Accelerated Nonnegative Tensor Completion via Integer Programming

TL;DR

This paper improves an integer programming-based algorithm for nonnegative tensor completion, achieving near-optimal sample complexity and exploring variants that enhance scalability and computational efficiency.

Contribution

It introduces and analyzes several variants of a tensor completion algorithm that maintains theoretical guarantees while potentially improving practical performance.

Findings

The original algorithm scales to 100 million entries on a personal computer.

Variants can maintain theoretical guarantees while offering faster computation.
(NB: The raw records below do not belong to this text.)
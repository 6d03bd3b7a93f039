//! # Client configuration
//!
//! Where the Plasma server lives and how to reach it.
//!
//! A [`ClientConfig`] can be built in code or deserialized from JSON:
//!
//! ```json
//! { "host": "localhost", "port": 50051, "pem_root_cert": null, "connect_timeout_ms": 5000 }
//! ```
//!
//! When a PEM root certificate is provided the connection uses TLS and the certificate
//! is trusted for `host`. Otherwise the connection is plaintext HTTP/2.
use serde::{Deserialize, Serialize};
use std::time::Duration;
use tonic::transport::{Certificate, ClientTlsConfig, Endpoint};

#[derive(Debug, thiserror::Error)]
pub enum ConnectError {
    #[error("No host configured for the Plasma endpoint")]
    EmptyHost,
    #[error("Invalid URL '{0}': {1}")]
    InvalidUrl(String, #[source] tonic::transport::Error),
    #[error("Invalid TLS configuration for '{0}': {1}")]
    Tls(String, #[source] tonic::transport::Error),
    #[error("Failed to connect to '{0}': {1}")]
    ConnectionFailed(String, #[source] tonic::transport::Error),
    #[error("A lazy connection needs a running tokio runtime: {0}")]
    NoRuntime(#[from] tokio::runtime::TryCurrentError),
}

#[derive(Serialize, Deserialize, Clone, Debug, PartialEq, Eq)]
pub struct ClientConfig {
    pub host: String,
    pub port: u16,
    /// PEM encoded root certificate. Enables TLS when set.
    #[serde(default)]
    pub pem_root_cert: Option<String>,
    #[serde(default)]
    pub connect_timeout_ms: Option<u64>,
}

impl ClientConfig {
    pub fn new(host: impl Into<String>, port: u16) -> Self {
        Self {
            host: host.into(),
            port,
            pem_root_cert: None,
            connect_timeout_ms: None,
        }
    }

    pub fn with_pem_root_cert(mut self, pem: impl Into<String>) -> Self {
        self.pem_root_cert = Some(pem.into());
        self
    }

    pub fn with_connect_timeout(mut self, timeout: Duration) -> Self {
        self.connect_timeout_ms = Some(u64::try_from(timeout.as_millis()).unwrap_or(u64::MAX));
        self
    }

    pub fn is_tls(&self) -> bool {
        self.pem_root_cert.is_some()
    }

    /// The URI the channel connects to, `https://` when TLS is enabled.
    pub fn endpoint_uri(&self) -> String {
        let scheme = if self.is_tls() { "https" } else { "http" };
        format!("{scheme}://{}:{}", self.host.trim(), self.port)
    }

    /// Builds the `tonic` endpoint, without connecting.
    pub fn endpoint(&self) -> Result<Endpoint, ConnectError> {
        if self.host.trim().is_empty() {
            return Err(ConnectError::EmptyHost);
        }

        let uri = self.endpoint_uri();
        let mut endpoint = Endpoint::from_shared(uri.clone())
            .map_err(|e| ConnectError::InvalidUrl(uri.clone(), e))?;

        if let Some(timeout) = self.connect_timeout_ms {
            endpoint = endpoint.connect_timeout(Duration::from_millis(timeout));
        }

        if let Some(pem) = &self.pem_root_cert {
            let tls = ClientTlsConfig::new()
                .ca_certificate(Certificate::from_pem(pem))
                .domain_name(self.host.trim());
            endpoint = endpoint
                .tls_config(tls)
                .map_err(|e| ConnectError::Tls(uri, e))?;
        }

        Ok(endpoint)
    }
}
use std::env;
use std::fs;
use std::path::PathBuf;

fn main() -> Result<(), Box<dyn std::error::Error>> {
    println!("Generating Plasma messages and server...");

    let manifest_dir = PathBuf::from(env!("CARGO_MANIFEST_DIR"));
    let out_dir = manifest_dir.join("src/generated");

    let proto_file = manifest_dir.join("proto/stream.proto");
    let proto_folder = manifest_dir.join("proto");

    if !out_dir.exists() {
        fs::create_dir_all(&out_dir)?;
    }

    tonic_prost_build::configure()
        .build_client(false)
        .out_dir(&out_dir)
        .compile_protos(&[proto_file], &[proto_folder])?;

    println!("Done! Generated files are in src/generated");

    Ok(())
}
Numerical experiments explore tradeoffs in algorithmic design choices.

Abstract

The problem of tensor completion has applications in healthcare, computer vision, and other domains. However, past approaches to tensor completion have faced a tension in that they either have polynomial-time computation but require exponentially more samples than the information-theoretic rate, or they use fewer samples but require solving NP-hard problems for which there are no known practical algorithms. A recent approach, based on integer programming, resolves this tension for nonnegative tensor completion. It achieves the information-theoretic sample complexity rate and deploys the Blended Conditional Gradients algorithm, which requires a linear (in numerical tolerance) number of oracle steps to converge to the global optimum. The tradeoff in this approach is that, in the worst case, the oracle step requires solving an integer linear program. Despite this theoretical limitation, numerical experiments show that this algorithm can, on certain instances, scale up to 100 million entries while running on a personal computer. The goal of this paper is to further enhance this algorithm, with the intention to expand both the breadth and scale of instances that can be solved. We explore several variants that can maintain the same theoretical guarantees as the algorithm, but offer potentially faster computation. We consider different data structures, acceleration of gradient descent steps, and the use of the Blended Pairwise Conditional Gradients algorithm. We describe the original approach and these variants, and conduct numerical experiments in order to explore various tradeoffs in these algorithmic design choices.